* Task requirements:
Some lines in the entries contain the word "super". Copy all of them.

* Dataset records:
//! Databases.

use chrono::{DateTime, Utc};

use super::{find_by_name, like_name, tag_violations, DropMode, Like, LimitFrom, TagAssociation};
use crate::client::{Client, Connection};
use crate::error::Result;
use crate::identifiers::{AccountObjectIdentifier, ObjectIdentifier};
use crate::render::Static;
use crate::row::{FromRow, Row};
use crate::safe::{safe_drop, safe_show_by_id};
use crate::validation::{Validate, ValidationErrors, Violations};
use crate::SqlOptions;

/// `CREATE DATABASE`.
#[derive(Debug, Clone, Default, SqlOptions)]
pub struct CreateDatabaseOptions {
    #[sql(static = "CREATE")]
    pub create: Static,
    #[sql(keyword = "OR REPLACE")]
    pub or_replace: bool,
    #[sql(keyword = "TRANSIENT")]
    pub transient: bool,
    #[sql(static = "DATABASE")]
    pub database: Static,
    #[sql(keyword = "IF NOT EXISTS")]
    pub if_not_exists: bool,
    #[sql(identifier)]
    pub name: AccountObjectIdentifier,
    #[sql(parameter = "DATA_RETENTION_TIME_IN_DAYS")]
    pub data_retention_time_in_days: Option<i64>,
    #[sql(parameter = "MAX_DATA_EXTENSION_TIME_IN_DAYS")]
    pub max_data_extension_time_in_days: Option<i64>,
    #[sql(parameter = "COMMENT", single_quotes)]
    pub comment: Option<String>,
    #[sql(list = "WITH TAG")]
    pub tag: Vec<TagAssociation>,
}

impl Validate for CreateDatabaseOptions {
    fn validate(&self) -> std::result::Result<(), ValidationErrors> {
        let v = Violations::new("CreateDatabaseOptions")
            .identifier("name", &self.name)
            .conflicting(&[("OrReplace", &self.or_replace), ("IfNotExists", &self.if_not_exists)])
            .int_in_range("DataRetentionTimeInDays", self.data_retention_time_in_days, 0, 90)
            .int_in_range(
                "MaxDataExtensionTimeInDays",
                self.max_data_extension_time_in_days,
                0,
                90,
            );
        tag_violations(v, "tag", &self.tag).finish()
    }
}

/// `DROP DATABASE`.
#[derive(Debug, Clone, Default, SqlOptions)]
pub struct DropDatabaseOptions {
    #[sql(static = "DROP DATABASE")]
    pub drop: Static,
    #[sql(keyword = "IF EXISTS")]
    pub if_exists: bool,
    #[sql(identifier)]
    pub name: AccountObjectIdentifier,
    #[sql(keyword)]
    pub mode: Option<DropMode>,
}

impl Validate for DropDatabaseOptions {
    fn validate(&self) -> std::result::Result<(), ValidationErrors> {
        Violations::new("DropDatabaseOptions")
            .identifier("name", &self.name)
            .finish()
    }
}

/// `SHOW DATABASES`.
#[derive(Debug, Clone, Default, SqlOptions)]
pub struct ShowDatabaseOptions {
    #[sql(static = "SHOW")]
    pub show: Static,
    #[sql(keyword = "TERSE")]
    pub terse: bool,
    #[sql(static = "DATABASES")]
    pub databases: Static,
    #[sql(keyword = "HISTORY")]
    pub history: bool,
    #[sql(nested)]
    pub like: Option<Like>,
    #[sql(parameter = "STARTS WITH", single_quotes, no_equals)]
    pub starts_with: Option<String>,
    #[sql(nested)]
    pub limit: Option<LimitFrom>,
}

impl Validate for ShowDatabaseOptions {
    fn validate(&self) -> std::result::Result<(), ValidationErrors> {
        Violations::new("ShowDatabaseOptions")
            .nested(self.limit.as_ref())
            .finish()
    }
}

/// Builder for [`CreateDatabaseOptions`].
#[derive(Debug, Clone)]
#[must_use]
pub struct CreateDatabaseRequest {
    name: AccountObjectIdentifier,
    or_replace: bool,
    transient: bool,
    if_not_exists: bool,
    data_retention_time_in_days: Option<i64>,
    max_data_extension_time_in_days: Option<i64>,
    comment: Option<String>,
    tags: Vec<TagAssociation>,
}

impl CreateDatabaseRequest {
    /// Creates a request for database `name`.
    pub fn new(name: AccountObjectIdentifier) -> Self {
        Self {
            name,
            or_replace: false,
            transient: false,
            if_not_exists: false,
            data_retention_time_in_days: None,
            max_data_extension_time_in_days: None,
            comment: None,
            tags: Vec::new(),
        }
    }

    /// Adds `OR REPLACE`.
    pub fn with_or_replace(mut self, or_replace: bool) -> Self {
        self.or_replace = or_replace;
        self
    }

    /// Adds `TRANSIENT`.
    pub fn with_transient(mut self, transient: bool) -> Self {
        self.transient = transient;
        self
    }

    /// Adds `IF NOT EXISTS`.
    pub fn with_if_not_exists(mut self, if_not_exists: bool) -> Self {
        self.if_not_exists = if_not_exists;
        self
    }

    /// Sets `DATA_RETENTION_TIME_IN_DAYS`.
    pub fn with_data_retention_time_in_days(mut self, days: i64) -> Self {
        self.data_retention_time_in_days = Some(days);
        self
    }

    /// Sets `MAX_DATA_EXTENSION_TIME_IN_DAYS`.
    pub fn with_max_data_extension_time_in_days(mut self, days: i64) -> Self {
        self.max_data_extension_time_in_days = Some(days);
        self
    }

    /// Sets `COMMENT`.
    pub fn with_comment(mut self, comment: impl Into<String>) -> Self {
        self.comment = Some(comment.into());
        self
    }

    /// Sets `WITH TAG`.
    pub fn with_tags(mut self, tags: Vec<TagAssociation>) -> Self {
        self.tags = tags;
        self
    }

    /// The option struct this request renders through.
    #[must_use]
    pub fn to_opts(&self) -> CreateDatabaseOptions {
        CreateDatabaseOptions {
            or_replace: self.or_replace,
            transient: self.transient,
            if_not_exists: self.if_not_exists,
            name: self.name.clone(),
            data_retention_time_in_days: self.data_retention_time_in_days,
            max_data_extension_time_in_days: self.max_data_extension_time_in_days,
            comment: self.comment.clone(),
            tag: self.tags.clone(),
            ..Default::default()
        }
    }
}

/// Builder for [`DropDatabaseOptions`].
#[derive(Debug, Clone)]
#[must_use]
pub struct DropDatabaseRequest {
    name: AccountObjectIdentifier,
    if_exists: bool,
    mode: Option<DropMode>,
}

impl DropDatabaseRequest {
    /// Creates a request to drop database `name`.
    pub fn new(name: AccountObjectIdentifier) -> Self {
        Self {
            name,
            if_exists: false,
            mode: None,
        }
    }

    /// Adds `IF EXISTS`.
    pub fn with_if_exists(mut self, if_exists: bool) -> Self {
        self.if_exists = if_exists;
        self
    }

    /// Adds `CASCADE` or `RESTRICT`.
    pub fn with_mode(mut self, mode: DropMode) -> Self {
        self.mode = Some(mode);
        self
    }

    /// The option struct this request renders through.
    #[must_use]
    pub fn to_opts(&self) -> DropDatabaseOptions {
        DropDatabaseOptions {
            if_exists: self.if_exists,
            name: self.name.clone(),
            mode: self.mode,
            ..Default::default()
        }
    }
}

/// Builder for [`ShowDatabaseOptions`].
#[derive(Debug, Clone, Default)]
#[must_use]
pub struct ShowDatabaseRequest {
    terse: bool,
    history: bool,
    like: Option<Like>,
    starts_with: Option<String>,
    limit: Option<LimitFrom>,
}

impl ShowDatabaseRequest {
    /// Lists all databases.
    pub fn new() -> Self {
        Self::default()
    }

    /// Adds `TERSE`.
    pub fn with_terse(mut self, terse: bool) -> Self {
        self.terse = terse;
        self
    }

    /// Adds `HISTORY`.
    pub fn with_history(mut self, history: bool) -> Self {
        self.history = history;
        self
    }

    /// Adds `LIKE`.
    pub fn with_like(mut self, like: Like) -> Self {
        self.like = Some(like);
        self
    }

    /// Adds `STARTS WITH`.
    pub fn with_starts_with(mut self, prefix: impl Into<String>) -> Self {
        self.starts_with = Some(prefix.into());
        self
    }

    /// Adds `LIMIT`.
    pub fn with_limit(mut self, limit: LimitFrom) -> Self {
        self.limit = Some(limit);
        self
    }

    /// The option struct this request renders through.
    #[must_use]
    pub fn to_opts(&self) -> ShowDatabaseOptions {
        ShowDatabaseOptions {
            terse: self.terse,
            history: self.history,
            like: self.like.clone(),
            starts_with: self.starts_with.clone(),
            limit: self.limit.clone(),
            ..Default::default()
        }
    }
}

/// A row of `SHOW DATABASES`.
#[derive(Debug, Clone, PartialEq)]
pub struct Database {
    pub created_on: Option<DateTime<Utc>>,
    pub name: String,
    pub is_default: bool,
    pub is_current: bool,
    pub origin: Option<String>,
    pub owner: Option<String>,
    pub comment: Option<String>,
    pub options: Option<String>,
    pub retention_time: Option<i64>,
    pub kind: Option<String>,
}

impl Database {
    /// The database's identifier.
    #[must_use]
    pub fn id(&self) -> AccountObjectIdentifier {
        AccountObjectIdentifier::new(self.name.clone())
    }
}

impl FromRow for Database {
    fn from_row(row: &Row) -> Result<Self> {
        Ok(Self {
            created_on: row.opt_time("created_on")?,
            name: row.string("name")?,
            is_default: row.opt_bool("is_default")?.unwrap_or_default(),
            is_current: row.opt_bool("is_current")?.unwrap_or_default(),
            origin: row.opt_string("origin")?.filter(|s| !s.is_empty()),
            owner: row.opt_string("owner")?,
            comment: row.opt_string("comment")?.filter(|s| !s.is_empty()),
            options: row.opt_string("options")?.filter(|s| !s.is_empty()),
            retention_time: row.opt_i64("retention_time")?,
            kind: row.maybe_string("kind"),
        })
    }
}

/// Database operations.
#[derive(Debug)]
pub struct Databases<'a, C> {
    client: &'a Client<C>,
}

impl<C: Connection> Client<C> {
    /// Database operations.
    #[must_use]
    pub const fn databases(&self) -> Databases<'_, C> {
        Databases { client: self }
    }
}

impl<C: Connection> Databases<'_, C> {
    /// Creates a database.
    pub async fn create(&self, request: &CreateDatabaseRequest) -> Result<()> {
        self.client.validate_and_exec(&request.to_opts()).await
    }

    /// Drops a database.
    pub async fn drop(&self, request: &DropDatabaseRequest) -> Result<()> {
        self.client.validate_and_exec(&request.to_opts()).await
    }

    /// Drops a database if it exists.
    pub async fn drop_safely(&self, id: &AccountObjectIdentifier) -> Result<()> {
        let request = DropDatabaseRequest::new(id.clone()).with_if_exists(true);
        safe_drop(self.client, id, || self.drop(&request)).await
    }

    /// Lists databases.
    pub async fn show(&self, request: &ShowDatabaseRequest) -> Result<Vec<Database>> {
        let rows = self.client.validate_and_query(&request.to_opts()).await?;
        Client::<C>::convert_rows(&rows)
    }

    /// Finds one database by name.
    pub async fn show_by_id(&self, id: &AccountObjectIdentifier) -> Result<Database> {
        let databases = self
            .show(&ShowDatabaseRequest::new().with_like(like_name(id)))
            .await?;
        find_by_name(databases, id.name(), |d| &d.name)
    }

    /// Finds one database by name, resolving ambiguous errors.
    pub async fn show_by_id_safely(&self, id: &AccountObjectIdentifier) -> Result<Database> {
        safe_show_by_id(self.client, id, || self.show_by_id(id)).await
    }
}

#[cfg(test)]
mod tests {
    use super::*;
    use crate::identifiers::SchemaObjectIdentifier;
    use crate::render::render;

    #[test]
    fn test_create_database() {
        let request = CreateDatabaseRequest::new(AccountObjectIdentifier::new("db"))
            .with_transient(true)
            .with_if_not_exists(true)
            .with_data_retention_time_in_days(1)
            .with_comment("c")
            .with_tags(vec![TagAssociation::new(
                SchemaObjectIdentifier::new("a", "b", "t"),
                "v",
            )]);
        assert_eq!(
            render(&request.to_opts()).unwrap(),
            r#"CREATE TRANSIENT DATABASE IF NOT EXISTS "db" DATA_RETENTION_TIME_IN_DAYS = 1 COMMENT = 'c' WITH TAG ("a"."b"."t" = 'v')"#
        );
    }

    #[test]
    fn test_create_database_conflicts() {
        let opts = CreateDatabaseRequest::new(AccountObjectIdentifier::new("db"))
            .with_or_replace(true)
            .with_if_not_exists(true)
            .to_opts();
        let errors = opts.validate().unwrap_err();
        assert!(errors.to_string().contains("CreateDatabaseOptions{OrReplace, IfNotExists}"));
    }

    #[test]
    fn test_drop_database() {
        let request = DropDatabaseRequest::new(AccountObjectIdentifier::new("db"))
            .with_if_exists(true)
            .with_mode(DropMode::Cascade);
        assert_eq!(
            render(&request.to_opts()).unwrap(),
            r#"DROP DATABASE IF EXISTS "db" CASCADE"#
        );
    }

    #[test]
    fn test_show_databases() {
        let request = ShowDatabaseRequest::new()
            .with_terse(true)
            .with_history(true)
            .with_like(Like::new("db%"))
            .with_starts_with("d")
            .with_limit(LimitFrom::new(3));
        assert_eq!(
            render(&request.to_opts()).unwrap(),
            "SHOW TERSE DATABASES HISTORY LIKE 'db%' STARTS WITH 'd' LIMIT 3"
        );
    }
}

* Your response:
use super::{find_by_name, like_name, tag_violations, DropMode, Like, LimitFrom, TagAssociation};
    use super::*;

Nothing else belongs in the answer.